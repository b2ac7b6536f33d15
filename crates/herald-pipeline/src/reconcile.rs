//! Delivery reconciliation for the `delivery-status-update` queue.
//!
//! Pages through `accepted` rows that carry a provider id, asks the provider
//! for their status and moves them to `delivered` or `failedDelivery`. Only
//! `accepted` rows are ever touched and credits are never moved here. A
//! failed provider batch is logged and skipped.

use std::{collections::HashMap, sync::Arc, time::Duration};

use herald_core::{CampaignId, CampaignStatus, Clock, RecipientMessageId, RecipientStatus};
use serde::Serialize;
use tracing::{debug, info, warn};

use crate::{
    error::Result,
    provider::SmsProvider,
    queue::{BoxFuture, ClaimedJob, DeliveryStatusJob, Job, JobHandler, JobOutcome, JobQueue},
    storage::PipelineStorage,
};

const DELIVERED_CODES: [&str; 5] = ["delivered", "delivrd", "completed", "ok", "success"];
const FAILED_CODES: [&str; 6] = ["failed", "failure", "undelivered", "expired", "rejected", "error"];

/// Maps a provider status code to a recipient status.
///
/// Matching ignores case and surrounding whitespace. Codes outside both
/// vocabularies (`sent`, `queued`, `unknown`, ...) return `None` and leave
/// the row alone.
pub fn classify_provider_code(code: &str) -> Option<RecipientStatus> {
    let code = code.trim().to_ascii_lowercase();
    if DELIVERED_CODES.contains(&code.as_str()) {
        Some(RecipientStatus::Delivered)
    } else if FAILED_CODES.contains(&code.as_str()) {
        Some(RecipientStatus::FailedDelivery)
    } else {
        None
    }
}

/// Reconciliation tuning.
#[derive(Debug, Clone)]
pub struct ReconcileSettings {
    /// Provider ids per status request.
    pub batch_size: usize,
    /// Delay between per-campaign polls.
    pub poll_interval: Duration,
    /// How long after finishing a campaign keeps polling for receipts.
    pub recent_window: chrono::Duration,
}

impl Default for ReconcileSettings {
    fn default() -> Self {
        Self {
            batch_size: 100,
            poll_interval: Duration::from_secs(60),
            recent_window: chrono::Duration::minutes(30),
        }
    }
}

/// Tallies from one reconciliation pass.
#[derive(Debug, Clone, Copy, Default, PartialEq, Eq, Serialize)]
#[serde(rename_all = "camelCase")]
pub struct ReconcileReport {
    /// Accepted rows examined.
    pub checked: usize,
    /// Rows moved to delivered.
    pub delivered: usize,
    /// Rows moved to failedDelivery.
    pub failed: usize,
    /// Rows left accepted.
    pub unchanged: usize,
    /// Provider batches that errored.
    pub failed_batches: usize,
}

/// Polls the provider and applies delivery receipts.
pub struct DeliveryReconciler {
    storage: Arc<dyn PipelineStorage>,
    queue: Arc<dyn JobQueue>,
    provider: Arc<dyn SmsProvider>,
    clock: Arc<dyn Clock>,
    settings: ReconcileSettings,
}

impl DeliveryReconciler {
    /// Creates a new reconciler.
    pub fn new(
        storage: Arc<dyn PipelineStorage>,
        queue: Arc<dyn JobQueue>,
        provider: Arc<dyn SmsProvider>,
        clock: Arc<dyn Clock>,
        settings: ReconcileSettings,
    ) -> Self {
        Self { storage, queue, provider, clock, settings }
    }

    /// Reconciles one campaign, or every accepted row when `campaign_id`
    /// is `None`.
    ///
    /// # Errors
    ///
    /// Returns error if storage fails. Provider failures are counted in
    /// the report instead.
    pub async fn poll(&self, campaign_id: Option<CampaignId>) -> Result<ReconcileReport> {
        let batch_size = self.settings.batch_size.max(1);
        let mut report = ReconcileReport::default();
        let mut after: Option<RecipientMessageId> = None;

        loop {
            let page = self.storage.accepted_page(campaign_id, after, batch_size).await?;
            let Some(last) = page.last().map(|row| row.id) else {
                break;
            };
            after = Some(last);
            report.checked += page.len();

            let by_provider_id: HashMap<String, RecipientMessageId> = page
                .iter()
                .filter_map(|row| row.provider_message_id.clone().map(|pid| (pid, row.id)))
                .collect();
            let ids: Vec<String> = by_provider_id.keys().cloned().collect();

            let mut updated = 0;
            match self.provider.poll_status(ids).await {
                Ok(statuses) => {
                    for status in statuses {
                        let Some(row_id) = by_provider_id.get(&status.provider_message_id) else {
                            continue;
                        };
                        let Some(next) = classify_provider_code(&status.code) else {
                            continue;
                        };
                        if self.storage.apply_delivery_status(*row_id, next).await? {
                            updated += 1;
                            match next {
                                RecipientStatus::Delivered => report.delivered += 1,
                                _ => report.failed += 1,
                            }
                        }
                    }
                },
                Err(err) => {
                    warn!(
                        campaign_id = ?campaign_id,
                        batch = page.len(),
                        error = %err,
                        "delivery status batch failed, continuing"
                    );
                    report.failed_batches += 1;
                },
            }
            report.unchanged += page.len() - updated;

            if page.len() < batch_size {
                break;
            }
        }

        info!(
            campaign_id = ?campaign_id,
            checked = report.checked,
            delivered = report.delivered,
            failed = report.failed,
            unchanged = report.unchanged,
            failed_batches = report.failed_batches,
            "delivery reconciliation pass finished"
        );

        Ok(report)
    }

    /// Publishes the next per-campaign poll if receipts are still expected.
    ///
    /// Returns true when a follow-up was published.
    ///
    /// # Errors
    ///
    /// Returns error if storage or the queue fails.
    pub async fn schedule_follow_up(&self, campaign_id: CampaignId) -> Result<bool> {
        let Some(campaign) = self.storage.find_campaign(campaign_id).await? else {
            return Ok(false);
        };
        let counts = self.storage.recipient_counts(campaign_id).await?;
        let now = self.clock.now_utc();

        let keep_polling = match campaign.status {
            CampaignStatus::Sending => counts.accepted > 0 || counts.queued > 0,
            status if status.is_terminal() => {
                counts.accepted > 0
                    && campaign
                        .finished_at
                        .is_some_and(|finished| now - finished <= self.settings.recent_window)
            },
            _ => false,
        };
        if !keep_polling {
            debug!(campaign_id = %campaign_id, status = %campaign.status, "no further delivery polls");
            return Ok(false);
        }

        let run_at = now
            + chrono::Duration::from_std(self.settings.poll_interval)
                .unwrap_or_else(|_| chrono::Duration::seconds(60));
        self.queue
            .publish(Job::DeliveryStatusUpdate(DeliveryStatusJob { campaign_id: Some(campaign_id) }), run_at)
            .await?;
        debug!(campaign_id = %campaign_id, run_at = %run_at, "delivery poll rescheduled");
        Ok(true)
    }
}

/// Handler for `delivery-status-update` jobs.
pub struct DeliveryStatusHandler {
    reconciler: Arc<DeliveryReconciler>,
}

impl DeliveryStatusHandler {
    /// Creates a new handler.
    pub fn new(reconciler: Arc<DeliveryReconciler>) -> Self {
        Self { reconciler }
    }
}

impl JobHandler for DeliveryStatusHandler {
    fn handle<'a>(&'a self, _claimed: &'a ClaimedJob, job: Job) -> BoxFuture<'a, Result<JobOutcome>> {
        Box::pin(async move {
            let Job::DeliveryStatusUpdate(job) = job else {
                return Ok(JobOutcome::Failed {
                    reason: format!("unexpected {} payload on delivery-status-update", job.queue()),
                });
            };

            self.reconciler.poll(job.campaign_id).await?;
            if let Some(campaign_id) = job.campaign_id {
                self.reconciler.schedule_follow_up(campaign_id).await?;
            }
            Ok(JobOutcome::Completed)
        })
    }
}

#[cfg(test)]
mod tests {
    use super::*;

    #[test]
    fn delivered_vocabulary() {
        for code in ["delivered", "DELIVRD", " Completed ", "ok", "SUCCESS"] {
            assert_eq!(classify_provider_code(code), Some(RecipientStatus::Delivered), "{code}");
        }
    }

    #[test]
    fn failed_vocabulary() {
        for code in ["failed", "FAILURE", "undelivered", "Expired", "rejected", "error"] {
            assert_eq!(classify_provider_code(code), Some(RecipientStatus::FailedDelivery), "{code}");
        }
    }

    #[test]
    fn unknown_codes_leave_rows_alone() {
        for code in ["sent", "queued", "ACCEPTD", "", "deliver"] {
            assert_eq!(classify_provider_code(code), None, "{code}");
        }
    }
}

- **Problem details**
Search the material above for "ReconcileSettings". Pull out each line where it shows up.

- **Task answer**
pub struct ReconcileSettings {
impl Default for ReconcileSettings {
    settings: ReconcileSettings,
        settings: ReconcileSettings,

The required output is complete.